I'm in a verbose mood today, so please forgive the length of this message. While reading through your code, I thought I'd offer a few random suggestions:

First, I notice that you're using the construct:

my ($rowref, $ff, @bigmail); ... snip ... while($rowref= $st->fetchrow_hashref){ $bigmail[$ff]= $rowref->{'email'}; $ff++; }

You're using the variable $ff only to help you load the @bigmail array, so you're trying to keep $ff synchronized with the index of the next slot in @bigmail to fill. Perl gives you the equivalent $ff for free: Using @bigarray in scalar context evaluates to the number of items in the array--and since perl numbers array slots from 0 .. N-1, the number of items in the array is the index of the next available slot: N. So you can eliminate $ff like so:

my ($rowref, @bigmail); ... snip ... while($rowref= $st->fetchrow_hashref){ $bigmail[@bigmail]= $rowref->{'email'}; }

And since you're just adding an item to an array, you could use push or shift to add the item to the array. (One adds the item to the end of the array, and one inserts it at the beginning of the array. If you don't care about order, it doesn't matter which one you use.) So the statement:

$bigmail[@bigmail]= $rowref->{'email'};

could also be expressed as:

push @bigmail, $rowref->{'email'};

Next, regular expressions incur some overhead. Using them to match a single constant value makes perl compile a regular expression and then execute it for each string. If you change this:

if ($adres=~ /<$ecode>/){

to this:

if ($adres eq "<$ecode>"){

you can avoid that little bit of overhead. I wouldn't go to the trouble of changing it, but I thought I should mention it to you.

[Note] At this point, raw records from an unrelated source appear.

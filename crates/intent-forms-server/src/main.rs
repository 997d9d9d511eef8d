mod routes;

use anyhow::{Context, Result};
use intent_forms::FormsConfig;
use tracing::info;
use tracing_subscriber::EnvFilter;

#[tokio::main]
async fn main() -> Result<()> {
    dotenvy::dotenv().ok();

    tracing_subscriber::fmt()
        .with_env_filter(EnvFilter::try_from_default_env().unwrap_or_else(|_| EnvFilter::new("info")))
        .init();

    let config_path = std::env::var("FORMS_CONFIG").unwrap_or_else(|_| "forms.toml".to_string());
    let config = FormsConfig::load(&config_path)?;

    info!(
        config = %config_path,
        max_file_size = config.limits.max_file_size,
        max_body_size = config.limits.max_body_size,
        max_files = ?config.limits.max_files,
        "loaded form configuration"
    );

    let host = std::env::var("HOST").unwrap_or_else(|_| "127.0.0.1".to_string());
    let port = std::env::var("PORT").unwrap_or_else(|_| "3000".to_string());
    let addr = format!("{}:{}", host, port);

    let app = routes::app(config);

    let listener = tokio::net::TcpListener::bind(&addr)
        .await
        .with_context(|| format!("Failed to bind {}", addr))?;
    info!("Server running at http://{}", addr);

    axum::serve(listener, app).await.context("Server error")?;
    Ok(())
}
// File: src/config.rs
// Purpose: Dispatcher configuration parsing from TOML

use anyhow::{Context, Result};
use serde::{Deserialize, Serialize};
use std::fmt;
use std::fs;
use std::path::Path;

/// Dispatcher configuration
#[derive(Debug, Clone, Serialize, Deserialize)]
pub struct FormsConfig {
    #[serde(default)]
    pub limits: UploadLimits,

    #[serde(default)]
    pub messages: Messages,

    /// How many file parts are handed to the upload handler at once
    #[serde(default = "default_upload_concurrency")]
    pub upload_concurrency: usize,
}

/// Multipart limits
#[derive(Debug, Clone, PartialEq, Serialize, Deserialize)]
pub struct UploadLimits {
    /// Bytes per file part
    #[serde(default = "default_max_file_size")]
    pub max_file_size: usize,

    /// Bytes of headers per part
    #[serde(default = "default_max_header_size")]
    pub max_header_size: usize,

    /// Bytes per text part
    #[serde(default = "default_max_field_size")]
    pub max_field_size: usize,

    /// Bytes of a buffered urlencoded or JSON body
    #[serde(default = "default_max_body_size")]
    pub max_body_size: usize,

    /// File parts per request, unlimited when absent
    #[serde(default)]
    pub max_files: Option<usize>,
}

/// Default envelope messages
#[derive(Debug, Clone, PartialEq, Serialize, Deserialize)]
pub struct Messages {
    #[serde(default = "default_success")]
    pub success: String,

    #[serde(default = "default_error")]
    pub error: String,

    #[serde(default = "default_not_implemented")]
    pub not_implemented: String,
}

/// Which multipart limit was breached
#[derive(Debug, Clone, Copy, PartialEq, Eq)]
pub enum UploadLimit {
    FileCount,
    FileSize,
    HeaderSize,
    FieldSize,
    BodySize,
}

impl fmt::Display for UploadLimit {
    fn fmt(&self, f: &mut fmt::Formatter<'_>) -> fmt::Result {
        f.write_str(match self {
            UploadLimit::FileCount => "file count",
            UploadLimit::FileSize => "file size",
            UploadLimit::HeaderSize => "header size",
            UploadLimit::FieldSize => "field size",
            UploadLimit::BodySize => "body size",
        })
    }
}

// Default values
fn default_upload_concurrency() -> usize {
    4
}

fn default_max_file_size() -> usize {
    2 * 1024 * 1024
}

fn default_max_header_size() -> usize {
    8 * 1024
}

fn default_max_field_size() -> usize {
    1024 * 1024
}

fn default_max_body_size() -> usize {
    2 * 1024 * 1024
}

fn default_success() -> String {
    "Success".to_string()
}

fn default_error() -> String {
    "Error".to_string()
}

fn default_not_implemented() -> String {
    "Not Implemented".to_string()
}

impl Default for FormsConfig {
    fn default() -> Self {
        Self {
            limits: UploadLimits::default(),
            messages: Messages::default(),
            upload_concurrency: default_upload_concurrency(),
        }
    }
}

impl Default for UploadLimits {
    fn default() -> Self {
        Self {
            max_file_size: default_max_file_size(),
            max_header_size: default_max_header_size(),
            max_field_size: default_max_field_size(),
            max_body_size: default_max_body_size(),
            max_files: None,
        }
    }
}

impl Default for Messages {
    fn default() -> Self {
        Self {
            success: default_success(),
            error: default_error(),
            not_implemented: default_not_implemented(),
        }
    }
}

impl UploadLimits {
    pub fn with_max_files(mut self, max_files: usize) -> Self {
        self.max_files = Some(max_files);
        self
    }

    pub fn with_max_file_size(mut self, bytes: usize) -> Self {
        self.max_file_size = bytes;
        self
    }

    pub fn with_max_header_size(mut self, bytes: usize) -> Self {
        self.max_header_size = bytes;
        self
    }

    pub fn with_max_field_size(mut self, bytes: usize) -> Self {
        self.max_field_size = bytes;
        self
    }

    pub fn with_max_body_size(mut self, bytes: usize) -> Self {
        self.max_body_size = bytes;
        self
    }
}

impl FormsConfig {
    /// Parse configuration from TOML text
    pub fn from_toml_str(content: &str) -> Result<Self> {
        toml::from_str(content).context("Failed to parse forms configuration")
    }

    /// Load configuration from a TOML file
    pub fn load<P: AsRef<Path>>(path: P) -> Result<Self> {
        let path = path.as_ref();

        if !path.exists() {
            // Return default config if file doesn't exist
            return Ok(Self::default());
        }

        let content = fs::read_to_string(path)
            .with_context(|| format!("Failed to read config file: {}", path.display()))?;

        Self::from_toml_str(&content)
            .with_context(|| format!("Invalid config file: {}", path.display()))
    }

    pub fn with_limits(mut self, limits: UploadLimits) -> Self {
        self.limits = limits;
        self
    }

    pub fn with_messages(mut self, messages: Messages) -> Self {
        self.messages = messages;
        self
    }
}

There are a couple of things about the following snippet I should mention:

my $zz; my $fg = @bigmail; my $pl=0; my $ecode; for (my $i=0; $i<$fg; $i++){ $ecode= $bigmail[$pl]; $pl++; if ($adres eq "<$ecode>"){ $zz=$ecode; } }

First, you're introducing a new variable ($fg) to hold the number of items in your array. But you could just use @bigmail instead, and your code would be a bit easier to read because I wouldn't have to figure out what the variable $fg contains. Making that change gives you:

my $zz; my $pl=0; my $ecode; for (my $i=0; $i<@bigmail; $i++){ $ecode= $bigmail[$pl]; $pl++; if ($adres eq "<$ecode>"){ $zz=$ecode; } }

Next, the variable $pl isn't necessary, as your loop variable $i is serving the same purpose: stepping through the available item indexes in @bigmail. So you can remove it, giving you:

my $zz; my $ecode; for (my $i=0; $i<@bigmail; $i++){ $ecode= $bigmail[$i]; if ($adres eq "<$ecode>"){ $zz=$ecode; } }

But don't do it this way, either. Perl gives you a nicer version of the for statement--it lets you use the items in the array directly, rather than having to use an artificial variable. So you can write that loop using the nicer for statement like this:

my $zz; for my $ecode (@bigmail){ if ($adres eq "<$ecode>"){ $zz=$ecode; } }

I could go on with grep to simplify that loop further, but I'll leave that as an exercise to the reader. Instead, I'll just mention that the variable name $zz isn't very informative. You can make your code easier to understand by using more descriptive variable names.

Ah, well ... off to work! I hope you find something in here you can use.